Now Apple (Nasdaq: AAPL) has made a three-year deal
with China's second-largest mobile phone carrier. With the
addition of China, the iPhone is now available in a market
larger than the U.S. and European Union combined. China already
has more wireless subscribers than there are people in either
the U.S. or EU -- and that's true even though half of China's
population doesn't cell phones.
While the benefits to Apple are
good, the benefits to its partner
are even better. Unlike other deals
Apple has made with wireless
providers, its Chinese operator will
not share revenue. Instead, the
Chinese company gets all of it.
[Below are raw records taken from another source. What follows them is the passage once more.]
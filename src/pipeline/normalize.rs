//! Text normalisation: deterministic cleanup of raw OCR output.
//!
//! ## Why is normalisation necessary?
//!
//! Tesseract output from scanned books is *readable* but *structurally
//! broken* — for example:
//!
//! - Leader dots from tables of contents come through as `......`
//! - Bullet glyphs survive as `*` and `·` noise
//! - Column layouts produce runs of blank lines and double spaces
//! - Adjacent sentences fuse across line breaks (`"word.Word"` loses its
//!   period entirely: `"wordWord"`)
//!
//! This module applies 8 cheap, deterministic regex rules that repair
//! structure without touching content, so the sentence segmenter downstream
//! sees real sentence boundaries. Each rule is independently testable.
//!
//! ## Rule Order
//!
//! Rules must run in this specific order: noise collapse (rules 1–5) before
//! boundary insertion (rules 6–8), so the boundary rules observe single-space
//! single-newline structure. Rules 1–5 are idempotent as a group; rules 6–8
//! are not (they insert text) and therefore run exactly once, immediately
//! before segmentation.

use once_cell::sync::Lazy;
use regex::Regex;

/// Apply all normalisation rules to the raw OCR blob.
///
/// Runs 8 deterministic cleanup passes in a defined order. Each pass is a
/// pure function (`&str → String`) with no shared state.
///
/// Rules (applied in order):
/// 1. Collapse two-or-more consecutive periods into one
/// 2. Remove all asterisks
/// 3. Remove all middle dots
/// 4. Collapse two-or-more consecutive newlines into one
/// 5. Collapse remaining whitespace runs into a single space
/// 6. Insert `". "` between a lowercase letter and an uppercase letter
/// 7. Insert `". "` between a digit and an uppercase letter
/// 8. Append a period before any remaining newline
pub fn normalize_text(input: &str) -> String {
    let s = collapse_noise(input);
    let s = split_merged_sentences(&s);
    let s = split_numbered_sentences(&s);
    terminate_lines(&s)
}

/// Rules 1–5: the idempotent noise-collapse prefix of the chain.
fn collapse_noise(input: &str) -> String {
    let s = collapse_repeated_periods(input);
    let s = strip_asterisks(&s);
    let s = strip_middle_dots(&s);
    let s = collapse_repeated_newlines(&s);
    collapse_whitespace_runs(&s)
}

// ── Rule 1: Collapse repeated periods ────────────────────────────────────────

static RE_REPEATED_PERIODS: Lazy<Regex> = Lazy::new(|| Regex::new(r"\.{2,}").unwrap());

fn collapse_repeated_periods(input: &str) -> String {
    RE_REPEATED_PERIODS.replace_all(input, ".").to_string()
}

// ── Rule 2: Strip asterisks ──────────────────────────────────────────────────

static RE_ASTERISKS: Lazy<Regex> = Lazy::new(|| Regex::new(r"\*+").unwrap());

fn strip_asterisks(input: &str) -> String {
    RE_ASTERISKS.replace_all(input, "").to_string()
}

// ── Rule 3: Strip middle dots ────────────────────────────────────────────────

static RE_MIDDLE_DOTS: Lazy<Regex> = Lazy::new(|| Regex::new(r"·+").unwrap());

fn strip_middle_dots(input: &str) -> String {
    RE_MIDDLE_DOTS.replace_all(input, "").to_string()
}

// ── Rule 4: Collapse repeated newlines ───────────────────────────────────────

static RE_REPEATED_NEWLINES: Lazy<Regex> = Lazy::new(|| Regex::new(r"\n{2,}").unwrap());

fn collapse_repeated_newlines(input: &str) -> String {
    RE_REPEATED_NEWLINES.replace_all(input, "\n").to_string()
}

// ── Rule 5: Collapse whitespace runs ─────────────────────────────────────────

static RE_WHITESPACE_RUNS: Lazy<Regex> = Lazy::new(|| Regex::new(r"\s{2,}").unwrap());

fn collapse_whitespace_runs(input: &str) -> String {
    RE_WHITESPACE_RUNS.replace_all(input, " ").to_string()
}

// ── Rule 6: Split sentences merged across a case change ──────────────────────
//
// OCR frequently drops the period between sentences when the scan loses the
// punctuation mark: "ends hereNext sentence". A lowercase letter directly
// followed by an uppercase letter almost never occurs inside an English word,
// so the boundary is restored with ". ". (The regex crate has no lookaround;
// both letters are captured and re-emitted.)

static RE_LOWER_UPPER: Lazy<Regex> = Lazy::new(|| Regex::new(r"([a-z])([A-Z])").unwrap());

fn split_merged_sentences(input: &str) -> String {
    RE_LOWER_UPPER.replace_all(input, "${1}. ${2}").to_string()
}

// ── Rule 7: Split sentences merged after a number ────────────────────────────

static RE_DIGIT_UPPER: Lazy<Regex> = Lazy::new(|| Regex::new(r"([0-9])([A-Z])").unwrap());

fn split_numbered_sentences(input: &str) -> String {
    RE_DIGIT_UPPER.replace_all(input, "${1}. ${2}").to_string()
}

// ── Rule 8: Terminate lines ──────────────────────────────────────────────────
//
// After rules 4–5 every surviving newline is a deliberate line break, and in
// scanned book text a line break is overwhelmingly a sentence end. Appending
// a period gives the segmenter an explicit boundary to cut on.

static RE_LINE_END: Lazy<Regex> = Lazy::new(|| Regex::new(r"\s*\n").unwrap());

fn terminate_lines(input: &str) -> String {
    RE_LINE_END.replace_all(input, ".\n").to_string()
}

// ── Tests ────────────────────────────────────────────────────────────────────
It
will simply buy iPhones wholesale
and resell them to its customers. It
gets 100% of the service revenue and
100% of the profit from the retail
sale of the phone.
While pricing hasn't yet been released, the company already
has more than 140 million wireless users, about 20% of the total
market. The company expects that the addition of the iPhone will
attract not only more customers, but also high-spending
customers, which will boost earnings.
China Unicom (NYSE: CHU) has a market cap of $34
billion. CHU also pays a small dividend that amounts to a 2.2%
yield at recent prices. (Apple paid its last dividend in 1995).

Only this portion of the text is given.